__YOUR GOAL__
Go through the records, and copy each line in which the string "crates" is present.

=-=-=-=-=

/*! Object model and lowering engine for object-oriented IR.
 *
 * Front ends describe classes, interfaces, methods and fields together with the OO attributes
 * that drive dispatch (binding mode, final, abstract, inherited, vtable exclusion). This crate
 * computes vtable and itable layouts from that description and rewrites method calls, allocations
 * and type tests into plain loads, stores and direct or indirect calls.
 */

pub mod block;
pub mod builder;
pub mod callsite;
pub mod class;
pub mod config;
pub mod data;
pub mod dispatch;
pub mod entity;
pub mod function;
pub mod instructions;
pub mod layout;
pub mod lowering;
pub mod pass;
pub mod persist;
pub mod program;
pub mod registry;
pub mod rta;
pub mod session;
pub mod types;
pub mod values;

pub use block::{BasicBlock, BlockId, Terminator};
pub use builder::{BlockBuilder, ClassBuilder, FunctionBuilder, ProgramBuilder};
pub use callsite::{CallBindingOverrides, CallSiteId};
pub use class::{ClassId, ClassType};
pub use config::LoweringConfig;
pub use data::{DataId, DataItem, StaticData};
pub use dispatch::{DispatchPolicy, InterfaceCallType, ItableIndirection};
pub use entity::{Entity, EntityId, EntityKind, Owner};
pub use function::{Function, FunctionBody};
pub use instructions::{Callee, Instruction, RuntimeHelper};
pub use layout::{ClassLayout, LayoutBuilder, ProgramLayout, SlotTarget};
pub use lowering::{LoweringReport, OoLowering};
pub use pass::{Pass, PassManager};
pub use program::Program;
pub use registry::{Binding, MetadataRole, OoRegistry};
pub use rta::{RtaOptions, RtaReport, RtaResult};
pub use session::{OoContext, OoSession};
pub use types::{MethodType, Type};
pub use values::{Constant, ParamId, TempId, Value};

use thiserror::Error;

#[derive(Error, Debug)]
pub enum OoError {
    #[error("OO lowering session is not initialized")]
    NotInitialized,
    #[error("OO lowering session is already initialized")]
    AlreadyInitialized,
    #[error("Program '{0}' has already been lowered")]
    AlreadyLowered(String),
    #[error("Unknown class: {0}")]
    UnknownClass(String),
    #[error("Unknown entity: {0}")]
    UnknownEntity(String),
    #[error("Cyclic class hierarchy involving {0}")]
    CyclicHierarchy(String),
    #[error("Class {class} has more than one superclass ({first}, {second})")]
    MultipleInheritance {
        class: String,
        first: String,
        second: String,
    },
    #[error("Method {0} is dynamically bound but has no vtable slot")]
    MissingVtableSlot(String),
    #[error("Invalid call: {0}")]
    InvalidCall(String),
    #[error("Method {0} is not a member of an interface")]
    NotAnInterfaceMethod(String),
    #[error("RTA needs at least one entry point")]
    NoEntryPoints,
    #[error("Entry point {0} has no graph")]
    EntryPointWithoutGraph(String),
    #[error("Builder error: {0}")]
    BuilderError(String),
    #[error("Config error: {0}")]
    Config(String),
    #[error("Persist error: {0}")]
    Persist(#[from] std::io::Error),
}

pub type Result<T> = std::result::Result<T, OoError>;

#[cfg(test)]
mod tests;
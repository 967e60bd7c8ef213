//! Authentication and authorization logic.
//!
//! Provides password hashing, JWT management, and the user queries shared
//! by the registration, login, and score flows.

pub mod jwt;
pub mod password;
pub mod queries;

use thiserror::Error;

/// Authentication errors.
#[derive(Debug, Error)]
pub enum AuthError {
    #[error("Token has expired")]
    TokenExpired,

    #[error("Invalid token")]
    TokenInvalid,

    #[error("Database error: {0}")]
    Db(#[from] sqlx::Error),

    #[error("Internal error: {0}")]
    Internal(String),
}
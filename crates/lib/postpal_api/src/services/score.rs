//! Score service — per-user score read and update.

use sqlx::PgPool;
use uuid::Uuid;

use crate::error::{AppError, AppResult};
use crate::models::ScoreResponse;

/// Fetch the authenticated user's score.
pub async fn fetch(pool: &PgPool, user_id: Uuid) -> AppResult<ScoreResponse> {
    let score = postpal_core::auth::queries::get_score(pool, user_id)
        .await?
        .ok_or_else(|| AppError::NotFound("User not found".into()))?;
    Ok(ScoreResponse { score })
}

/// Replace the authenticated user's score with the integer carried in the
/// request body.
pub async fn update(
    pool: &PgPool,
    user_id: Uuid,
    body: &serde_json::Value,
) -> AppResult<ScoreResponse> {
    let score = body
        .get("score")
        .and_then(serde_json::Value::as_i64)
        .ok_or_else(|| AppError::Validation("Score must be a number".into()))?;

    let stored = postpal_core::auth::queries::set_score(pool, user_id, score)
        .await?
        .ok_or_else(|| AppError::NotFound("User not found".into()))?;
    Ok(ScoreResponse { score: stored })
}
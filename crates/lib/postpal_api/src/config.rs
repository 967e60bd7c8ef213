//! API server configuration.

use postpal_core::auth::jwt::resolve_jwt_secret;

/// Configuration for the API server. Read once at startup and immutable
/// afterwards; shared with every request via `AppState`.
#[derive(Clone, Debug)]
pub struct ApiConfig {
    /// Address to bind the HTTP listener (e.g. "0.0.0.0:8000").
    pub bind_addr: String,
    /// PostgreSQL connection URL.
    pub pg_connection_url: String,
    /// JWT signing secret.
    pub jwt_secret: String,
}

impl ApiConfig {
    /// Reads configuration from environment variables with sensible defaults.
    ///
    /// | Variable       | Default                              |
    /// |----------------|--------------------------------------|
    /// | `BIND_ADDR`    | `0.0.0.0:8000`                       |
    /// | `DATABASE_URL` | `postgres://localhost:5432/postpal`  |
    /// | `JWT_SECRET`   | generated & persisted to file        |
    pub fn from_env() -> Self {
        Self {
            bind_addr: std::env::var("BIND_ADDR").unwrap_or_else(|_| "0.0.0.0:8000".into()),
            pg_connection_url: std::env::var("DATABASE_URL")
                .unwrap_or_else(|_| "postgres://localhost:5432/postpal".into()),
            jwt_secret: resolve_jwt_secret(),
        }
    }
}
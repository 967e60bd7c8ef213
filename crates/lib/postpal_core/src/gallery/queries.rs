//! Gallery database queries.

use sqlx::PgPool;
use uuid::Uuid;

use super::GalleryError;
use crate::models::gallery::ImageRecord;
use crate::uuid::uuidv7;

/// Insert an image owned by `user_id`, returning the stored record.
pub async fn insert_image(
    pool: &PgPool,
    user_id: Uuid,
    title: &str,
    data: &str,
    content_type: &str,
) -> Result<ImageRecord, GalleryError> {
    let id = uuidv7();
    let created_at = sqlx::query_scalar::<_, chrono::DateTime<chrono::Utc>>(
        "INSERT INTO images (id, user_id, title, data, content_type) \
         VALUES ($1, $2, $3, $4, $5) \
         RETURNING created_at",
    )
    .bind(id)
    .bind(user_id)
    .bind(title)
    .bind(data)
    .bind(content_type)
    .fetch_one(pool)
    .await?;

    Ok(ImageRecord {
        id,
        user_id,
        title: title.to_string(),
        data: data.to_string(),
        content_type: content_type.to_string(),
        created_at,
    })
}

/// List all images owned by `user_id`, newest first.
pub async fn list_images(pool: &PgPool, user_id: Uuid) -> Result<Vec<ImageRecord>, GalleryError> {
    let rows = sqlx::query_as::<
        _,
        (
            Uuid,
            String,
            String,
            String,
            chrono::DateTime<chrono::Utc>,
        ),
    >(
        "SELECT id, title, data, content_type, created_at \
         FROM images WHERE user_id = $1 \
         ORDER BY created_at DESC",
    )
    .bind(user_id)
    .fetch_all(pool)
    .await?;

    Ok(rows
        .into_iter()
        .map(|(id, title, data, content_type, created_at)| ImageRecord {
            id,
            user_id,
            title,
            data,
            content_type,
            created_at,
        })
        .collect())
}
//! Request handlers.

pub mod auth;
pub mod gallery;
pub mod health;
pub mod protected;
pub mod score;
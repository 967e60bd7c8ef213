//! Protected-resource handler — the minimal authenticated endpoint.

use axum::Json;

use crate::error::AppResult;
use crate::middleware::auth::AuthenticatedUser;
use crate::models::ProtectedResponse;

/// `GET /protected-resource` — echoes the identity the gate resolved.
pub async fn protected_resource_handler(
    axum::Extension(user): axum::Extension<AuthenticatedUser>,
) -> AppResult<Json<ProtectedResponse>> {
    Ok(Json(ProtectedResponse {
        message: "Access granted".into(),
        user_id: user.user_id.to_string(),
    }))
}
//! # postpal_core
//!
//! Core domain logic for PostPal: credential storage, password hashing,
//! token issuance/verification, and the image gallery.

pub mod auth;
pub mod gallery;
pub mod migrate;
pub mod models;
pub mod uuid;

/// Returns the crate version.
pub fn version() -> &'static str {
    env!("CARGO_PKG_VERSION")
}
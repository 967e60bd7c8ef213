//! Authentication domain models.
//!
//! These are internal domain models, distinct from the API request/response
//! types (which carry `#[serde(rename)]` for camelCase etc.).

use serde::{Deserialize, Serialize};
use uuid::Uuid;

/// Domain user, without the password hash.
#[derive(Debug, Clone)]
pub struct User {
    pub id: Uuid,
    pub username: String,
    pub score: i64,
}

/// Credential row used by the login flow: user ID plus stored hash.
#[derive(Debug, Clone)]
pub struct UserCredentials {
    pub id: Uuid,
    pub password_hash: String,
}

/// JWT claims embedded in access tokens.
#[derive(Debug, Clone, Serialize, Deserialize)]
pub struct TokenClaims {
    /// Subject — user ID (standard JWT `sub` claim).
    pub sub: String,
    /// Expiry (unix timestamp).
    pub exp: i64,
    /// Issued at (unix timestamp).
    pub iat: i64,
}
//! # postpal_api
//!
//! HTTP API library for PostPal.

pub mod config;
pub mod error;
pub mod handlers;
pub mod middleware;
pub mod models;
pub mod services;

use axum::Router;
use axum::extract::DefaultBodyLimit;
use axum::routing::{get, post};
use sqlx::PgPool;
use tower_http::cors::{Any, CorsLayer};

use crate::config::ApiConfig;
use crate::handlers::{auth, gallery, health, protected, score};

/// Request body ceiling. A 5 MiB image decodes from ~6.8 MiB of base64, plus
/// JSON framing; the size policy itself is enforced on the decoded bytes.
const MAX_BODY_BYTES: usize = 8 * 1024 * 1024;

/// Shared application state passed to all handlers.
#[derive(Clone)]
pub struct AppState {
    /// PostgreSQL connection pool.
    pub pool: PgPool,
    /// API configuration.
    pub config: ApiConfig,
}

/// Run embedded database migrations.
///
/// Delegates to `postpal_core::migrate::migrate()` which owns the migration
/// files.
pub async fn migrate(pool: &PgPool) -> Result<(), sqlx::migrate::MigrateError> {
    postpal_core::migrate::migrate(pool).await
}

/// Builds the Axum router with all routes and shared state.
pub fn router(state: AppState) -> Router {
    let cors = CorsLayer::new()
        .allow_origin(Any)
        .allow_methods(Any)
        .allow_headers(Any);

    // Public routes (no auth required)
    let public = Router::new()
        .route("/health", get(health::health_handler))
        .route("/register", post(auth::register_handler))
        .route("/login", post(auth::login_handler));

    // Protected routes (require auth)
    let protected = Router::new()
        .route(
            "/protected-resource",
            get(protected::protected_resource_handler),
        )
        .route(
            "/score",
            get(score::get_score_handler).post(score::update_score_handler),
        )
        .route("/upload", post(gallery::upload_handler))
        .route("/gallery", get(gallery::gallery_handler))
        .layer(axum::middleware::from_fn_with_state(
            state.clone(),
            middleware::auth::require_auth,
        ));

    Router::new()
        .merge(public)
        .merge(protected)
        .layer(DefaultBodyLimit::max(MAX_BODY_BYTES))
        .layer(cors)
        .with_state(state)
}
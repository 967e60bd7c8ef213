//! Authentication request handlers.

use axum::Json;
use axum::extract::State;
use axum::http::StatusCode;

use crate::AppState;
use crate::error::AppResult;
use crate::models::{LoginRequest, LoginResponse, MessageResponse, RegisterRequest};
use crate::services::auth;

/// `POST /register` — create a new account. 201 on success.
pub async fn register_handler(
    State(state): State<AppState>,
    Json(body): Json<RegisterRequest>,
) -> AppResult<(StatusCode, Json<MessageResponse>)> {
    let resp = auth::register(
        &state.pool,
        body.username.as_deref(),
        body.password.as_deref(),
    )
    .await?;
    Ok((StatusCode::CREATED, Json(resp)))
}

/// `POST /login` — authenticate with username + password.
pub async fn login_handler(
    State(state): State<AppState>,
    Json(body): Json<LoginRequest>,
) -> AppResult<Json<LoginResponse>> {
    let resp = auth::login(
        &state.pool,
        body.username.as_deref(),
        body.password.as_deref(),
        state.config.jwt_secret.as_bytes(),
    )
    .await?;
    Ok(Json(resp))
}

=-=-=-=-=

__ANSWER BOX__
filename crates/lib/postpal_api/src/services/score.rs
filename crates/lib/postpal_api/src/config.rs
filename crates/lib/postpal_core/src/gallery/queries.rs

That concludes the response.